The three travelers stood in a shaded vale, obscured by thick vines that would be impenetrable in summer when in leaf, not far from the village entrance on the road. Grunthor had pointed out a number of children who were alone at times, but Rhapsody was uncomfortable approaching any of them for fear she might bring punishment on them. Finally, toward noon, a group of farmers congregated on the road, awaiting something coming from the west. The three moved closer to observe.
As the sun crested the apex of the sky, one of the men looked down the road and pointed. The person approaching on a silver-gray horse was an older man, tall and barrel-chested, with a large, pocked nose and reddish-brown beard that was streaked with white. As he came into view more of the villagers assembled, some running forth to meet him, others hanging back to wait.

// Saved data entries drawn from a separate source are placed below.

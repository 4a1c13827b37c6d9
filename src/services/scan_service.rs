// src/services/scan_service.rs
//
// Directory Scanner
//
// Walks the submission tree and reads every file through the filename parser.
//
// CRITICAL RULES:
// - Re-scans from scratch on every run, nothing is cached
// - Walks in file-name order so two scans of one tree agree
// - Every file yields exactly one identity or one parse failure
// - Hidden files and office lock files (`~$...`) are skipped, not rejected
// - Symlinks are followed; an entry that cannot be read is reported, the walk goes on

use std::path::{Path, PathBuf};
use std::sync::Arc;

use walkdir::{DirEntry, WalkDir};

use crate::domain::{ParseFailure, SubmissionIdentity, UnparseableReason};
use crate::error::{AppError, AppResult};
use crate::events::{DirectoryScanned, EventBus, FileRejected};
use crate::services::filename_parser::FilenameRules;

/// Everything the scanner found under one root
#[derive(Debug, Clone, Default, PartialEq, Eq)]
pub struct ScanOutcome {
    pub root: PathBuf,
    pub identities: Vec<SubmissionIdentity>,
    pub failures: Vec<ParseFailure>,
    pub skipped: usize,
}

impl ScanOutcome {
    pub fn files_found(&self) -> usize {
        self.identities.len() + self.failures.len()
    }
}

pub struct ScanService {
    event_bus: Arc<EventBus>,
    rules: FilenameRules,
}

impl ScanService {
    pub fn new(event_bus: Arc<EventBus>) -> Self {
        Self {
            event_bus,
            rules: FilenameRules::default(),
        }
    }

    /// Scan `root` recursively
    pub fn scan(&self, root: &Path) -> AppResult<ScanOutcome> {
        if !root.is_dir() {
            return Err(AppError::InvalidRoot(root.to_path_buf()));
        }

        let mut outcome = ScanOutcome {
            root: root.to_path_buf(),
            ..ScanOutcome::default()
        };

        let walker = WalkDir::new(root)
            .follow_links(true)
            .sort_by_file_name()
            .into_iter()
            .filter_entry(|entry| entry.depth() == 0 || !is_hidden(entry));

        for entry in walker {
            let entry = match entry {
                Ok(entry) => entry,
                Err(err) if err.depth() == 0 => return Err(err.into()),
                Err(err) => {
                    let path = err
                        .path()
                        .map(Path::to_path_buf)
                        .unwrap_or_else(|| root.to_path_buf());
                    log::warn!("Cannot read {:?}: {}", path, err);
                    self.reject(
                        &mut outcome,
                        ParseFailure::new(path, UnparseableReason::Unreadable(err.to_string())),
                    );
                    continue;
                }
            };
            if !entry.file_type().is_file() {
                continue;
            }
            if is_lock_file(&entry) {
                log::debug!("Skipping lock file {:?}", entry.path());
                outcome.skipped += 1;
                continue;
            }

            match self.rules.parse(root, entry.path()) {
                Ok(identity) => outcome.identities.push(identity),
                Err(failure) => {
                    log::debug!("Rejected {:?}: {}", failure.path, failure.reason);
                    self.reject(&mut outcome, failure);
                }
            }
        }

        log::info!(
            "Scanned {:?}: {} submissions, {} unparseable, {} skipped",
            root,
            outcome.identities.len(),
            outcome.failures.len(),
            outcome.skipped
        );

        self.event_bus.emit(DirectoryScanned::new(
            root.to_path_buf(),
            outcome.files_found(),
            outcome.skipped,
        ));

        Ok(outcome)
    }

    fn reject(&self, outcome: &mut ScanOutcome, failure: ParseFailure) {
        self.event_bus.emit(FileRejected::new(
            failure.path.clone(),
            failure.reason.to_string(),
        ));
        outcome.failures.push(failure);
    }
}

fn file_name(entry: &DirEntry) -> &str {
    entry.file_name().to_str().unwrap_or_default()
}

fn is_hidden(entry: &DirEntry) -> bool {
    file_name(entry).starts_with('.')
}

fn is_lock_file(entry: &DirEntry) -> bool {
    file_name(entry).starts_with("~$")
}
use crate::domain::ContactId;
use crate::error::ApiResult;
use crate::models::{Contact, ContactDraft};
use async_trait::async_trait;

/// Repository for managing contacts.
///
/// Abstracts the storage collaborator so the controller can run against the
/// REST backend or an in-memory double.
#[async_trait]
pub trait ContactRepository: Send + Sync {
    /// Retrieve the full collection.
    async fn list(&self) -> ApiResult<Vec<Contact>>;

    /// Persist a new contact; the store assigns its identifier.
    async fn create(&self, draft: &ContactDraft) -> ApiResult<Contact>;

    /// Replace an existing contact with the draft's fields.
    async fn update(&self, id: &ContactId, draft: &ContactDraft) -> ApiResult<Contact>;

    /// Delete a contact.
    async fn delete(&self, id: &ContactId) -> ApiResult<()>;
}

The man was dressed in woolen robes that had been dyed the color of earth, probably with butternut hulls, Rhapsody noted. He carried a knotted wooden staff, and each person who greeted him did so with reverence, most of them bowing their heads as his hand came to rest on them. His arrival had generated a mild excitement that was tempered with warmth and respect; obviously the farmers knew h
im well. He dismounted slowly, showing some of the signs of age.

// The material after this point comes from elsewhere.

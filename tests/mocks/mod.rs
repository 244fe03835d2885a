mod mock_contact_repository;

pub use mock_contact_repository::MockContactRepository;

It was clear from the brief benedictions he spoke and the blessings he conferred that this man was some sort of priest. His simple clothes and lack of adornment in Serendair would have indicated a cleric of lowly rank, but Rhapsody noted that the deference shown him was more on the level that would be offered to an abbot or another high-ranking clergyman. Her eyes sparkled excitedly.
“He’s the one,” she whispered to the two Firbolg.
“No,” said Achmed. “Listen.”
Rhapsody strained to hear the conversation between the wandering priest and one of the men. It was about snowfall levels and augury of forest animals in predicting the growing season; the signs seemed to indicate that winter would return soon, and with a vengeance in a month or so. They also exchanged a few words about a diseased cow and an injury that the farmer’s son had sustained.
Then the priest laid his hand on the farmer’s head, and spoke his blessing. Rhapsody’s mouth dropped open. Unlike the language they had exchanged in their conversation, the same vernacular she had been hearing all along, the benediction was in the tongue of the Island of Serendair, word for word. It was spoken with a strange accent, with the staccato breaks of a man not using his mother tongue, but speaking clearly and correctly.
“Gods,” she said, swallowing hard.
“I don’t like it.” Achmed’s bony hand encircled her upper arm, drawing her back into the thicket.
Rhapsody turned to him in surprise. “Why not? Who would be better to talk to? He speaks our language.”
“Perhaps, but I don’t want him to know that we do, remember? Bolgish. We speak Bolgish. He’s a priest. I don’t trust priests.”
Rhapsody slid her arm out of his grasp. “Perhaps you’ve just known bad ones; dark priests, evil gods. One of my favorite people in all the world was a priest, and I knew several kind ones in Easton.”
Achmed looked at her in disgust. “First off, all priests have a plan, a design, sometimes their own, sometimes their god’s. I am not serving any god’s design. Second, how do you know this man isn’t a dark priest?”